Mi fe se perdió en Moscú. Enrique Castro Delgado [epub]



Este libro que hoy presentamos a nuestros lectores, es la segunda parte de Hombres made in Moscú. Sin embargo, fue escrito doce años antes. Se escribió entonces porque era un momento en que se hacía más necesario que nunca mostrar la verdadera faz de la Unión Soviética, del Partido Comunista de la U.R.S.S., de la Komintern y, aunque parcialmente, del movimiento comunista en general. Era el momento, porque, con motivo de la alianza contra el fascismo germano-italiano, en la que participó la Unión Soviética, ésta aparecía ante el mundo como un nuevo paraíso, como un oasis de justicia social y libertades políticas, como un nuevo mundo sin desigualdades y sin clases, y su jefe, Stalin, como el padre de los pueblos, como el gran constructor de una nueva sociedad. 

Esto influía más en la opinión pública mundial que los resultados de las conferencias de Yalta y Potsdam, que no eran otros que la entrega al comunismo de una gran parte de Europa y de otros espacios y, con ello, el nacimiento de un nuevo imperialismo. Ésta es la razón esencial por la que Enrique Castro Delgado escribió primero Mi fe se perdió en Moscú que, cronológicamente, debía ser y es la continuidad de Hombres made in Moscú, al que debía seguir el libro que cerrara esta trilogía bajo el título de La penitencia de los apóstatas, que el el autor no pudo llevar a término antes de fallecer en 1965.

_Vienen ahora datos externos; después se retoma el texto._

//! Resource categories and the narrow read/stamp interface the engine needs from records.

use std::fmt;
use std::str::FromStr;

use serde::{Deserialize, Serialize};

use crate::error::AccessError;

/// Primary key of a translation project.
pub type ProjectId = i64;

/// Coarse resource category; selects tag derivation and the filtering regime.
#[derive(Debug, Clone, Copy, PartialEq, Eq, Hash, Serialize, Deserialize)]
#[serde(rename_all = "snake_case")]
pub enum ResourceType {
    Metacontent,
    Content,
    Project,
    User,
    Translation,
}

impl ResourceType {
    #[must_use]
    pub fn as_str(self) -> &'static str {
        match self {
            Self::Metacontent => "metacontent",
            Self::Content => "content",
            Self::Project => "project",
            Self::User => "user",
            Self::Translation => "translation",
        }
    }
}

impl fmt::Display for ResourceType {
    fn fmt(&self, f: &mut fmt::Formatter<'_>) -> fmt::Result {
        f.write_str(self.as_str())
    }
}

impl FromStr for ResourceType {
    type Err = AccessError;

    fn from_str(value: &str) -> Result<Self, Self::Err> {
        match value.trim().to_ascii_lowercase().as_str() {
            "metacontent" | "meta-content" => Ok(Self::Metacontent),
            "content" => Ok(Self::Content),
            "project" => Ok(Self::Project),
            "user" => Ok(Self::User),
            "translation" => Ok(Self::Translation),
            _ => Err(AccessError::UnknownResourceType {
                name: value.to_string(),
            }),
        }
    }
}

/// One row of a project's user list.
#[derive(Debug, Clone, PartialEq, Eq, Serialize, Deserialize)]
#[serde(rename_all = "camelCase")]
pub struct ProjectUser {
    pub user_id: String,
    pub user_role: String,
}

impl ProjectUser {
    pub fn new(user_id: impl Into<String>, user_role: impl Into<String>) -> Self {
        Self {
            user_id: user_id.into(),
            user_role: user_role.into(),
        }
    }
}

/// Field accessors the engine reads from persisted entities, plus the audit
/// stamps the mediator writes before committing.
pub trait ResourceRecord {
    /// Access tags stored on content-family records.
    fn access_permissions(&self) -> &[String];

    fn created_user(&self) -> Option<&str>;

    fn project_id(&self) -> Option<ProjectId> {
        None
    }

    fn project_users(&self) -> &[ProjectUser] {
        &[]
    }

    fn stamp_created_user(&mut self, user_id: Option<&str>);

    fn stamp_updated_user(&mut self, user_id: Option<&str>);
}

/// General-purpose record used by tests, tooling, and JSON fixtures.
#[derive(Debug, Clone, PartialEq, Eq, Default, Serialize, Deserialize)]
#[serde(rename_all = "camelCase")]
pub struct ResourceEntry {
    #[serde(default, skip_serializing_if = "Option::is_none")]
    pub name: Option<String>,
    #[serde(default)]
    pub access_permissions: Vec<String>,
    #[serde(default)]
    pub created_user: Option<String>,
    #[serde(default)]
    pub updated_user: Option<String>,
    #[serde(default, skip_serializing_if = "Option::is_none")]
    pub project_id: Option<ProjectId>,
    #[serde(default, skip_serializing_if = "Vec::is_empty")]
    pub users: Vec<ProjectUser>,
}

impl ResourceEntry {
    /// Content record carrying the given access tags.
    pub fn content<I, S>(name: impl Into<String>, tags: I) -> Self
    where
        I: IntoIterator<Item = S>,
        S: Into<String>,
    {
        Self {
            name: Some(name.into()),
            access_permissions: tags.into_iter().map(Into::into).collect(),
            ..Self::default()
        }
    }

    /// Translation project with its user list.
    pub fn project(project_id: ProjectId, users: Vec<ProjectUser>) -> Self {
        Self {
            name: Some(format!("project-{project_id}")),
            project_id: Some(project_id),
            users,
            ..Self::default()
        }
    }

    #[must_use]
    pub fn created_by(mut self, user_id: impl Into<String>) -> Self {
        self.created_user = Some(user_id.into());
        self
    }
}

impl ResourceRecord for ResourceEntry {
    fn access_permissions(&self) -> &[String] {
        &self.access_permissions
    }

    fn created_user(&self) -> Option<&str> {
        self.created_user.as_deref()
    }

    fn project_id(&self) -> Option<ProjectId> {
        self.project_id
    }

    fn project_users(&self) -> &[ProjectUser] {
        &self.users
    }

    fn stamp_created_user(&mut self, user_id: Option<&str>) {
        self.created_user = user_id.map(str::to_string);
    }

    fn stamp_updated_user(&mut self, user_id: Option<&str>) {
        self.updated_user = user_id.map(str::to_string);
    }
}

/// The resource under evaluation: a single record on writes, a candidate list on reads.
#[derive(Debug)]
pub enum ResourceInput<'a, R> {
    None,
    Single(&'a R),
    Collection(&'a [R]),
}

impl<R> Clone for ResourceInput<'_, R> {
    fn clone(&self) -> Self {
        *self
    }
}

impl<R> Copy for ResourceInput<'_, R> {}

impl<'a, R> ResourceInput<'a, R> {
    /// First record, used where a single subject is needed.
    #[must_use]
    pub fn primary(&self) -> Option<&'a R> {
        match *self {
            Self::None => None,
            Self::Single(record) => Some(record),
            Self::Collection(records) => records.first(),
        }
    }

    /// Records viewed as a candidate list.
    #[must_use]
    pub fn as_slice(&self) -> &'a [R] {
        match *self {
            Self::None => &[],
            Self::Single(record) => std::slice::from_ref(record),
            Self::Collection(records) => records,
        }
    }
}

El valor de este libro reside en que mucho o todo de cuanto en él se dice, fue más tarde confirmado por el informe de Nikita Kruschev en el XX Congreso del Partido Comunista de la U.R.S.S., por la llamada desestalinización y por el cisma ruso-chino y la crisis del movimiento comunista internacional actual.Mi fe se perdió en Moscú es una confesión al desnudo, una visión de lo que un entonces comunista vio en sus años de estancia en el mencionado país, al que ayer y hoy todavía se le ve por muchos como un nuevo mundo, cuando no es nada más que la expresión de lo peor del mundo.


Sé que la burocracia es insolente, sin alma ni pasión, pero también que es un nuevo poder capaz de sobreponerse e imponerse a la propia dictadura de la clase obrera; sé igualmente que las dificultades que sufrimos son producto del «maldito cerco capitalista»; que el pan negro no es blanco, pero que tiene tantas cualidades nutritivas, que no importa que sea negro; sé que el automóvil «Six» que construyen en la fábrica «Stalin», en Moscú, es «Six» y no «Studebaker»; que los tanques «Wiker» no son «Wiker», sino rusos; que el sistema de trabajo en las fábricas no es a destajo, sino stajanovista; que 300 rublos es mucho dinero, aunque con ellos no se pueden comprar muchas cosas; sé también que 300 rublos es el salario medio del 90 por ciento de los obreros industriales de la Unión Soviética.

¡Cuánto he aprendido!

Conozco con exactitud el valor de la palabra «desviación»… Ante ella se detiene la benevolencia, termina la camaradería y comienza la muerte política. Para no ser parcial, diré que aquí también existe ese principio religioso de pecar y hacer penitencia, pero un poco menos liberal, ya que no se admite el «pecar, hacer penitencia y otra vez vuelta a pecar». Aquí la penitencia comienza y nunca termina… Aquí se admite la crítica positiva, pero a cualquier crítica que se hace, se le encuentra un tanto por ciento de negativo…, lo suficiente para… Y para no tener que hacer una penitencia que se transmite de padre a hijos, lo mejor es no pecar nunca.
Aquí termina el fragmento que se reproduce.